__Requirement__. Please start at the first line of the records beneath and quote each line exactly, ending with the line containing "pub enum ReportView".
** Records for the exercise follows **
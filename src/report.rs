use crate::interval::{CnvInterval, SourceMask, DETAIL_SEPARATOR};
use crate::merge::MergeStats;
use crate::pool::IntervalPool;
use log::info;
use rust_xlsxwriter::{Workbook, Worksheet, XlsxError};
use rustc_hash::FxHashMap;
use serde::Serialize;
use std::fs::File;
use std::io::{self, BufWriter, Write};

/// Which intervals of the pool a report contains
#[derive(Debug, Clone, Copy, PartialEq, Eq)]
pub enum ReportView {
    /// Every interval ever created, with its merge target for lineage reconstruction
    All,
    /// Only the intervals that were not absorbed into a merge
    Active,
}

impl ReportView {
    fn includes(self, interval: &CnvInterval) -> bool {
        match self {
            ReportView::All => true,
            ReportView::Active => !interval.is_retired(),
        }
    }
}

/// Column titles of the spreadsheet sheets; the TSV reports carry no header
pub const REPORT_COLUMNS: [&str; 8] = [
    "ID",
    "Chromosome",
    "Start",
    "End",
    "HitTag",
    "Rank",
    "mergeTo",
    "Detail",
];

#[derive(Serialize)]
struct ReportRow<'a> {
    id: usize,
    chromosome: &'a str,
    start: i32,
    end: i32,
    hit_tag: String,
    rank: u32,
    merge_to: Option<usize>,
    detail: &'a str,
}

impl<'a> From<&'a CnvInterval> for ReportRow<'a> {
    fn from(interval: &'a CnvInterval) -> Self {
        Self {
            id: interval.id(),
            chromosome: interval.chromosome(),
            start: interval.start(),
            end: interval.end(),
            hit_tag: interval.source_mask().to_string(),
            rank: interval.rank(),
            merge_to: interval.merge_target(),
            detail: interval.detail(),
        }
    }
}

fn csv_error(e: csv::Error) -> io::Error {
    io::Error::new(io::ErrorKind::Other, format!("Failed to write report row: {}", e))
}

/// Write one view of the pool as headerless TSV, one interval per line.
/// Details already hold tabs and are written unquoted.
pub fn write_report<W: Write>(pool: &IntervalPool, view: ReportView, writer: W) -> io::Result<usize> {
    let mut tsv = csv::WriterBuilder::new()
        .delimiter(b'\t')
        .has_headers(false)
        .quote_style(csv::QuoteStyle::Never)
        .from_writer(writer);

    let mut rows = 0;
    for interval in pool.iter().filter(|interval| view.includes(interval)) {
        tsv.serialize(ReportRow::from(interval)).map_err(csv_error)?;
        rows += 1;
    }
    tsv.flush()?;
    Ok(rows)
}

/// Write `<prefix>.all.tsv` and `<prefix>.tsv` (active intervals only)
pub fn write_reports(pool: &IntervalPool, prefix: &str) -> io::Result<(String, String)> {
    let all_path = format!("{}.all.tsv", prefix);
    let lite_path = format!("{}.tsv", prefix);

    for (path, view) in [(&all_path, ReportView::All), (&lite_path, ReportView::Active)] {
        let file = File::create(path).map_err(|e| {
            io::Error::new(e.kind(), format!("Failed to create '{}': {}", path, e))
        })?;
        let rows = write_report(pool, view, BufWriter::new(file))?;
        info!("Wrote {} intervals to {}", rows, path);
    }

    Ok((all_path, lite_path))
}

fn xlsx_error(e: XlsxError) -> io::Error {
    io::Error::new(io::ErrorKind::Other, format!("Failed to write spreadsheet: {}", e))
}

fn write_sheet(sheet: &mut Worksheet, pool: &IntervalPool, view: ReportView) -> Result<usize, XlsxError> {
    for (col, title) in (0u16..).zip(REPORT_COLUMNS) {
        sheet.write_string(0, col, title)?;
    }

    let mut rows: u32 = 0;
    for interval in pool.iter().filter(|interval| view.includes(interval)) {
        let row = rows + 1;
        sheet.write_number(row, 0, interval.id() as f64)?;
        sheet.write_string(row, 1, interval.chromosome())?;
        sheet.write_number(row, 2, interval.start())?;
        sheet.write_number(row, 3, interval.end())?;
        sheet.write_string(row, 4, interval.source_mask().to_string())?;
        sheet.write_number(row, 5, interval.rank())?;
        if let Some(target) = interval.merge_target() {
            sheet.write_number(row, 6, target as f64)?;
        }
        // One cell per interval, parent rows separated by tabs
        sheet.write_string(row, 7, interval.detail().replace(DETAIL_SEPARATOR, "\t"))?;
        rows += 1;
    }
    Ok(rows as usize)
}

/// Write both views into one workbook with the sheets `all` and `lite`.
/// Returns the number of intervals on each sheet.
pub fn write_xlsx(pool: &IntervalPool, path: &str) -> io::Result<(usize, usize)> {
    let mut workbook = Workbook::new();

    let mut counts = [0; 2];
    for (count, (name, view)) in counts
        .iter_mut()
        .zip([("all", ReportView::All), ("lite", ReportView::Active)])
    {
        let sheet = workbook.add_worksheet().set_name(name).map_err(xlsx_error)?;
        *count = write_sheet(sheet, pool, view).map_err(xlsx_error)?;
    }

    workbook.save(path).map_err(|e| {
        io::Error::new(io::ErrorKind::Other, format!("Failed to save '{}': {}", path, e))
    })?;
    info!(
        "Wrote {} intervals ({} active) to {}",
        counts[0], counts[1], path
    );
    Ok((counts[0], counts[1]))
}

/// Counts over the active intervals of a merged pool
#[derive(Debug, Default, PartialEq)]
pub struct PoolSummary {
    /// Active intervals per chromosome, in natural chromosome order
    pub per_chromosome: Vec<(String, usize)>,
    /// Active intervals per combination of contributing sources
    pub per_sources: Vec<(SourceMask, usize)>,
}

impl PoolSummary {
    pub fn from_pool(pool: &IntervalPool) -> Self {
        let mut per_chromosome: FxHashMap<&str, usize> = FxHashMap::default();
        let mut per_sources: FxHashMap<SourceMask, usize> = FxHashMap::default();
        for interval in pool.active() {
            *per_chromosome.entry(interval.chromosome()).or_default() += 1;
            *per_sources.entry(interval.source_mask()).or_default() += 1;
        }

        let mut per_chromosome: Vec<(String, usize)> = per_chromosome
            .into_iter()
            .map(|(chrom, count)| (chrom.to_string(), count))
            .collect();
        per_chromosome.sort_by(|a, b| natord::compare(&a.0, &b.0));

        let mut per_sources: Vec<(SourceMask, usize)> = per_sources.into_iter().collect();
        per_sources.sort();

        Self {
            per_chromosome,
            per_sources,
        }
    }
}

pub fn print_summary<W: Write>(
    pool: &IntervalPool,
    stats: &MergeStats,
    mut out: W,
) -> io::Result<()> {
    let summary = PoolSummary::from_pool(pool);

    writeln!(out, "Raw intervals: {}", stats.raw_count)?;
    writeln!(out, "Merged intervals: {}", stats.merges)?;
    writeln!(out, "Active intervals: {}", stats.active_count)?;
    writeln!(out, "Merge rounds: {}", stats.rounds)?;

    if !summary.per_chromosome.is_empty() {
        writeln!(out, "\nActive intervals per chromosome:")?;
        for (chrom, count) in &summary.per_chromosome {
            writeln!(out, "{}\t{}", chrom, count)?;
        }

        writeln!(out, "\nActive intervals per source combination:")?;
        for (mask, count) in &summary.per_sources {
            writeln!(out, "{}\t{}", mask, count)?;
        }
    }
    Ok(())
}

#[cfg(test)]
mod tests {
    use super::*;
    use crate::merge::{merge_trio, MergeConfig};

    fn merged_pool() -> (IntervalPool, MergeStats) {
        let proband = vec![vec!["chr1", "100", "200", "DUP"], vec!["chr10", "0", "50"]];
        let father = vec![vec!["chr1", "110", "190"]];
        let mother = vec![vec!["chr2", "5", "10"]];
        merge_trio(&MergeConfig::default(), &proband, &father, &mother).unwrap()
    }

    #[test]
    fn test_write_all_view() {
        let (pool, _) = merged_pool();
        let mut out = Vec::new();
        assert_eq!(write_report(&pool, ReportView::All, &mut out).unwrap(), 5);

        let text = String::from_utf8(out).unwrap();
        let lines: Vec<&str> = text.lines().collect();
        assert_eq!(lines.len(), 5);
        assert_eq!(lines[0], "0\tchr1\t100\t200\t001\t1\t4\t001\tchr1\t100\t200\tDUP");
        assert_eq!(lines[2], "2\tchr1\t110\t190\t010\t1\t4\t010\tchr1\t110\t190");
        assert_eq!(
            lines[4],
            "4\tchr1\t100\t200\t011\t2\t\t001\tchr1\t100\t200\tDUP<br>010\tchr1\t110\t190"
        );
    }

    #[test]
    fn test_write_active_view() {
        let (pool, _) = merged_pool();
        let mut out = Vec::new();
        assert_eq!(write_report(&pool, ReportView::Active, &mut out).unwrap(), 3);

        let text = String::from_utf8(out).unwrap();
        let ids: Vec<&str> = text
            .lines()
            .map(|line| line.split('\t').next().unwrap())
            .collect();
        assert_eq!(ids, vec!["1", "3", "4"]);
    }

    #[test]
    fn test_empty_pool_writes_nothing() {
        let pool = IntervalPool::new();
        let mut out = Vec::new();
        assert_eq!(write_report(&pool, ReportView::All, &mut out).unwrap(), 0);
        assert!(out.is_empty());
    }

    #[test]
    fn test_write_xlsx() {
        let (pool, _) = merged_pool();
        let dir = tempfile::TempDir::new().unwrap();
        let path = dir.path().join("trio.xlsx");
        let path = path.to_str().unwrap();

        assert_eq!(write_xlsx(&pool, path).unwrap(), (5, 3));
        // xlsx is a zip container
        let bytes = std::fs::read(path).unwrap();
        assert_eq!(&bytes[..2], b"PK");
    }

    #[test]
    fn test_write_xlsx_empty_pool() {
        let dir = tempfile::TempDir::new().unwrap();
        let path = dir.path().join("empty.xlsx");
        let path = path.to_str().unwrap();
        assert_eq!(write_xlsx(&IntervalPool::new(), path).unwrap(), (0, 0));
        assert!(std::path::Path::new(path).exists());
    }

    #[test]
    fn test_summary_counts() {
        let (pool, stats) = merged_pool();
        let summary = PoolSummary::from_pool(&pool);
        assert_eq!(
            summary.per_chromosome,
            vec![
                ("chr1".to_string(), 1),
                ("chr2".to_string(), 1),
                ("chr10".to_string(), 1)
            ]
        );
        assert_eq!(
            summary.per_sources,
            vec![
                (SourceMask::PROBAND, 1),
                (SourceMask::PROBAND | SourceMask::FATHER, 1),
                (SourceMask::MOTHER, 1)
            ]
        );

        let mut out = Vec::new();
        print_summary(&pool, &stats, &mut out).unwrap();
        let text = String::from_utf8(out).unwrap();
        assert!(text.starts_with("Raw intervals: 4\nMerged intervals: 1\nActive intervals: 3\n"));
        assert!(text.contains("chr10\t1"));
        assert!(text.contains("011\t1"));
    }
}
** End of Records for the exercise **
__Solution to this task__.
filename src/report.rs
use crate::interval::{CnvInterval, SourceMask, DETAIL_SEPARATOR};
use crate::merge::MergeStats;
use crate::pool::IntervalPool;
use log::info;
use rust_xlsxwriter::{Workbook, Worksheet, XlsxError};
use rustc_hash::FxHashMap;
use serde::Serialize;
use std::fs::File;
use std::io::{self, BufWriter, Write};

/// Which intervals of the pool a report contains
#[derive(Debug, Clone, Copy, PartialEq, Eq)]
pub enum ReportView {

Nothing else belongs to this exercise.